Dave Johnson has been chief editor ofIndustrial Safety and Hygiene News(ISHN) since 1980. We’ve given ISHN’s Facebook newsletter, also posted on the ISHN web site blog, a new title so we are not restricted to publishing Monday (The Week that will be in Safetyland), Wedneday (Hump Day in Safetyland) and Friday (The Week that was…)


Here are conversation topics kicking this week off on professional forum member groups:

GREEN GROUP (LinkedIn) – John Horsely posted a request for connections and received 1,717 RESPONESES.

Samples: “I am an open networker and open to all invites. Please connect with me if you would like to significantly grow your network!” “I'm an open networker as well and happy to meet new folks. “I'm a recent grad trying to make connections! Looking for opportunities too! Thanks” “I am looking to expand my Green contact list since I am putting together the International Green Summit 2009”

NOTE: Safety and health pros have always been natural networkers. Check out the association headquarters hotel lobby at any safety and health convention. Now social networking is whisking pros out of their work silos and enabling networking to be part of every day, rather than a once-a-year assocation gathering.

AMERICAN INDUSTRIAL HYGIENE ASSOCIATION GROUP (LinkedIn) – Promoting the 2010 TapRoot Summit in San Antonio, TX Oct. 27-29.

ENVIRONMENTAL HEALTH & SAFETY PROFESSIONALS (LinkedIn Group with 10,000+ members) – “Please advise me where to study for an environmental health and safety master’s degree?”

SAFETY TRAINING (LinkedIn Group) – How do you design a training matrix?

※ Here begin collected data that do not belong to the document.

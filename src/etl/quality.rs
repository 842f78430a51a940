//! Advisory data-quality checks run on every batch before it is written.
//!
//! Reports never filter or reject rows.

use super::models::{Row, TableName};
use std::fmt;

/// Checks specific to one table.
#[derive(Debug, Clone, PartialEq, Eq)]
pub enum TableChecks {
    None,
    Songs {
        /// Rows with a negative year.
        invalid_years: usize,
        /// Rows with a duration that is zero or negative.
        invalid_durations: usize,
    },
    Songplays {
        /// Plays that could not be linked to a catalog song.
        unresolved: usize,
    },
}

#[derive(Debug, Clone, PartialEq, Eq)]
pub struct QualityReport {
    pub table: TableName,
    pub total_rows: usize,
    /// Null count for every column of the table, in column order.
    pub null_counts: Vec<(&'static str, usize)>,
    pub checks: TableChecks,
}

impl QualityReport {
    /// True when a table-specific check flagged at least one row.
    pub fn has_findings(&self) -> bool {
        match self.checks {
            TableChecks::None => false,
            TableChecks::Songs {
                invalid_years,
                invalid_durations,
            } => invalid_years > 0 || invalid_durations > 0,
            TableChecks::Songplays { unresolved } => unresolved > 0,
        }
    }
}

impl fmt::Display for QualityReport {
    fn fmt(&self, f: &mut fmt::Formatter<'_>) -> fmt::Result {
        write!(f, "{}: {} rows", self.table, self.total_rows)?;
        let nulls: Vec<String> = self
            .null_counts
            .iter()
            .filter(|(_, n)| *n > 0)
            .map(|(column, n)| format!("{}={}", column, n))
            .collect();
        if !nulls.is_empty() {
            write!(f, ", nulls [{}]", nulls.join(", "))?;
        }
        match self.checks {
            TableChecks::None => Ok(()),
            TableChecks::Songs {
                invalid_years,
                invalid_durations,
            } => write!(
                f,
                ", invalid years {}, invalid durations {}",
                invalid_years, invalid_durations
            ),
            TableChecks::Songplays { unresolved } => {
                write!(f, ", unresolved plays {}", unresolved)
            }
        }
    }
}

/// Computes the quality report of `rows` as a batch for `table`.
pub fn check(rows: &[Row], table: TableName) -> QualityReport {
    let columns = table.columns();
    let mut nulls = vec![0usize; columns.len()];
    let mut invalid_years = 0;
    let mut invalid_durations = 0;
    let mut unresolved = 0;

    for row in rows {
        for (count, value) in nulls.iter_mut().zip(row.values()) {
            if value.is_null() {
                *count += 1;
            }
        }
        match row {
            Row::Song(song) => {
                if song.year < 0 {
                    invalid_years += 1;
                }
                if song.duration <= 0.0 {
                    invalid_durations += 1;
                }
            }
            Row::Play(play) if play.resolved.is_none() => unresolved += 1,
            _ => {}
        }
    }

    let checks = match table {
        TableName::Songs => TableChecks::Songs {
            invalid_years,
            invalid_durations,
        },
        TableName::Songplays => TableChecks::Songplays { unresolved },
        _ => TableChecks::None,
    };

    QualityReport {
        table,
        total_rows: rows.len(),
        null_counts: columns.iter().copied().zip(nulls).collect(),
        checks,
    }
}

And James Roughton, CSP, one of the S&H profession’s social media mavens from way back, has posted “Top 60 LinkedIn Groups for Job Seekers and Recruiters / JobMob.

NOTE: Really, what’s the point of LinkedIn and having connections to 100s of peers if jobs aren’t at the end of the rainbow? Or at least the possibility of jobs…

EHSQ ELITE (#1 in Safety) That’s their tagline, not ours, by the way…

Urs Frei started a discussion on NEAR MISS reporting culture. AMONG THE RESPONSES:

“One thing I've always thought hurts reporting of near misses is that individuals naturally don't want to own up to their mistakes, especially in front of the peers and superiors. “

“As you may know in the aviation industry reporting "near misses and hazardous conditions" is mandatory.”

“I agree that near miss is not the most positive wording. One could think of calling it 'learning opportunity', ' improvement opportunity' or something more positive. We use the term 'near miss' next to 'unsafe condition', 'unsafe act' and 'improvement proposal'. We see that 'unsafe acts' are mainly reported concerning contractors and transporters. Non-conformities is ISO slang, may not be clear for employees.”



“They’re hiring these guys for their bodies, and when they get hurt, the company throws them away,” an attorney tells the Washington Post. Accidents happen, and it’s ultimately the almighty dollar that drive it all.”


NIOSH estimates workplace skin diseases account for 15 percent to 20 percent of all reported occupational diseases in the United States, with estimated total annual costs (including lost workdays and lost productivity) up to $1 billion, according to Infection Control Today.